//! Relational store seams for the sales dataset and the refresh journal.
//!
//! [`SalesStore`] hands out a [`SalesTransaction`] that owns the whole
//! clear-then-load cycle; nothing it writes is visible until `commit`.
//! [`RefreshLogStore`] writes outside that transaction so an in-flight refresh
//! is observable while it runs.

use async_trait::async_trait;
use sales_core::{Customer, NewRefreshLog, Order, OrderItem, Product, RefreshLog, RefreshLogUpdate};
use thiserror::Error;

pub mod memory;
pub mod postgres;

pub use memory::{MemoryOp, MemoryStore, MemoryTransaction, StoredOrderItem};
pub use postgres::{run_migrations, PgRefreshLogStore, PgSalesStore, PgSalesTransaction, MIGRATOR};

pub const CRATE_NAME: &str = "sales-storage";

#[derive(Debug, Error)]
pub enum StoreError {
    #[error("database error: {0}")]
    Database(#[from] sqlx::Error),
    #[error("migration failed: {0}")]
    Migrate(#[from] sqlx::migrate::MigrateError),
    #[error("duplicate {entity} key {key}")]
    Conflict { entity: &'static str, key: String },
    #[error("{entity} {key} references missing {target}")]
    MissingReference {
        entity: &'static str,
        key: String,
        target: String,
    },
    #[error("{entity} {key} violates {constraint}")]
    CheckViolation {
        entity: &'static str,
        key: String,
        constraint: &'static str,
    },
    #[error("refresh log {0} is not open")]
    LogNotOpen(i64),
    #[error("undecodable row: {0}")]
    Decode(String),
    #[error("injected failure during {0:?}")]
    Injected(MemoryOp),
}

/// Rows removed by [`SalesTransaction::clear_dataset`].
#[derive(Debug, Clone, Copy, Default, PartialEq, Eq)]
pub struct ClearedRows {
    pub order_items: u64,
    pub orders: u64,
    pub products: u64,
    pub customers: u64,
}

#[async_trait]
pub trait SalesStore: Send + Sync {
    type Tx: SalesTransaction;

    async fn begin(&self) -> Result<Self::Tx, StoreError>;

    /// Committed order rows.
    async fn count_orders(&self) -> Result<i64, StoreError>;
}

/// One explicit transaction over the four domain tables.
///
/// Each `insert_*` is a single grouped insert. A failed customer or product
/// insert must leave the transaction usable for the inserts that follow.
#[async_trait]
pub trait SalesTransaction: Send {
    /// Deletes order items, orders, products, customers, in that order.
    async fn clear_dataset(&mut self) -> Result<ClearedRows, StoreError>;

    async fn insert_customers(&mut self, rows: &[Customer]) -> Result<u64, StoreError>;

    async fn insert_products(&mut self, rows: &[Product]) -> Result<u64, StoreError>;

    async fn insert_orders(&mut self, rows: &[Order]) -> Result<u64, StoreError>;

    async fn insert_order_items(&mut self, rows: &[OrderItem]) -> Result<u64, StoreError>;

    async fn commit(self) -> Result<(), StoreError>;

    async fn rollback(self) -> Result<(), StoreError>;
}

/// Append-only journal of refresh attempts.
#[async_trait]
pub trait RefreshLogStore: Send + Sync {
    /// Persists an `in_progress` row and returns its id.
    async fn append(&self, log: NewRefreshLog) -> Result<i64, StoreError>;

    /// Finalizes an open row. Fails with [`StoreError::LogNotOpen`] if the row
    /// is missing or already terminal.
    async fn update(&self, id: i64, update: RefreshLogUpdate) -> Result<(), StoreError>;

    /// Newest first.
    async fn recent(&self, limit: usize) -> Result<Vec<RefreshLog>, StoreError>;
}
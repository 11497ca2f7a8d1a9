use std::fs::File;
use std::io::{self, BufReader};
use std::path::{Path, PathBuf};

use csv::{ReaderBuilder, StringRecord, StringRecordsIntoIter};
use thiserror::Error;
use tracing::{info, warn};

/// Positional layout of the export. Field `i` of every data row maps to `EXPECTED_COLUMNS[i]`.
pub const EXPECTED_COLUMNS: [&str; 15] = [
    "order_id",
    "product_id",
    "customer_id",
    "product_name",
    "category",
    "region",
    "date_of_sale",
    "quantity",
    "unit_price",
    "discount",
    "shipping_cost",
    "payment_method",
    "customer_name",
    "customer_email",
    "customer_address",
];

#[derive(Debug, Error)]
pub enum SourceError {
    #[error("failed to open sales source {path}: {source}")]
    Unreadable {
        path: PathBuf,
        #[source]
        source: io::Error,
    },
    #[error("failed to read sales source header: {0}")]
    MalformedHeader(String),
    #[error("malformed record at line {line}: {reason}")]
    MalformedRecord { line: u64, reason: String },
    #[error("failed to read sales record: {0}")]
    Read(#[from] csv::Error),
}

impl SourceError {
    /// Malformed rows are skipped; everything else aborts the refresh.
    pub fn is_fatal(&self) -> bool {
        !matches!(self, SourceError::MalformedRecord { .. })
    }
}

/// One data row, still as raw text. `line` is the 1-based line in the source.
#[derive(Debug, Clone, PartialEq, Eq)]
pub struct RawSalesRecord {
    pub line: u64,
    pub order_id: String,
    pub product_id: String,
    pub customer_id: String,
    pub product_name: String,
    pub category: String,
    pub region: String,
    pub date_of_sale: String,
    pub quantity: String,
    pub unit_price: String,
    pub discount: String,
    pub shipping_cost: String,
    pub payment_method: String,
    pub customer_name: String,
    pub customer_email: String,
    pub customer_address: String,
}

impl RawSalesRecord {
    fn from_csv(line: u64, record: &StringRecord) -> Result<Self, SourceError> {
        if record.len() < EXPECTED_COLUMNS.len() {
            return Err(SourceError::MalformedRecord {
                line,
                reason: format!(
                    "expected {} fields, found {}",
                    EXPECTED_COLUMNS.len(),
                    record.len()
                ),
            });
        }
        let field = |idx: usize| record.get(idx).unwrap_or_default().to_string();
        Ok(Self {
            line,
            order_id: field(0),
            product_id: field(1),
            customer_id: field(2),
            product_name: field(3),
            category: field(4),
            region: field(5),
            date_of_sale: field(6),
            quantity: field(7),
            unit_price: field(8),
            discount: field(9),
            shipping_cost: field(10),
            payment_method: field(11),
            customer_name: field(12),
            customer_email: field(13),
            customer_address: field(14),
        })
    }
}

/// Opened source with a validated header. Consumed by [`SalesCsvReader::records`];
/// a new run reopens the file from the start.
pub struct SalesCsvReader<R: io::Read> {
    reader: csv::Reader<R>,
    header: Vec<String>,
}

impl SalesCsvReader<BufReader<File>> {
    pub fn open(path: impl AsRef<Path>) -> Result<Self, SourceError> {
        let path = path.as_ref();
        let file = File::open(path).map_err(|source| SourceError::Unreadable {
            path: path.to_path_buf(),
            source,
        })?;
        info!(path = %path.display(), "opened sales source");
        Self::from_reader(BufReader::with_capacity(1 << 20, file))
    }
}

impl<R: io::Read> SalesCsvReader<R> {
    pub fn from_reader(reader: R) -> Result<Self, SourceError> {
        let mut reader = ReaderBuilder::new()
            .has_headers(true)
            .flexible(true)
            .trim(csv::Trim::None)
            .from_reader(reader);

        let header = reader
            .headers()
            .map_err(|err| SourceError::MalformedHeader(err.to_string()))?
            .iter()
            .map(ToString::to_string)
            .collect::<Vec<_>>();

        if header.len() < EXPECTED_COLUMNS.len() {
            return Err(SourceError::MalformedHeader(format!(
                "expected {} columns, found {}",
                EXPECTED_COLUMNS.len(),
                header.len()
            )));
        }

        for (idx, (found, expected)) in header.iter().zip(EXPECTED_COLUMNS).enumerate() {
            if !found.trim().eq_ignore_ascii_case(expected) {
                warn!(
                    column = idx,
                    expected,
                    found = %found,
                    "header name differs from expected layout; mapping positionally"
                );
            }
        }

        Ok(Self { reader, header })
    }

    pub fn header(&self) -> &[String] {
        &self.header
    }

    pub fn records(self) -> SalesRecords<R> {
        SalesRecords {
            inner: self.reader.into_records(),
        }
    }
}

/// Lazy, finite sequence of data rows.
pub struct SalesRecords<R: io::Read> {
    inner: StringRecordsIntoIter<R>,
}

impl<R: io::Read> Iterator for SalesRecords<R> {
    type Item = Result<RawSalesRecord, SourceError>;

    fn next(&mut self) -> Option<Self::Item> {
        let next = self.inner.next()?;
        Some(match next {
            Ok(record) => {
                let line = record.position().map(|p| p.line()).unwrap_or_default();
                RawSalesRecord::from_csv(line, &record)
            }
            Err(err) if err.is_io_error() => Err(SourceError::Read(err)),
            Err(err) => Err(SourceError::MalformedRecord {
                line: err.position().map(|p| p.line()).unwrap_or_default(),
                reason: err.to_string(),
            }),
        })
    }
}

══════════════════════════════

(Prompt):
For the string "path", count the lines of the preceding listing in which it appears, and report the count alone.

(Solution to this problem):
8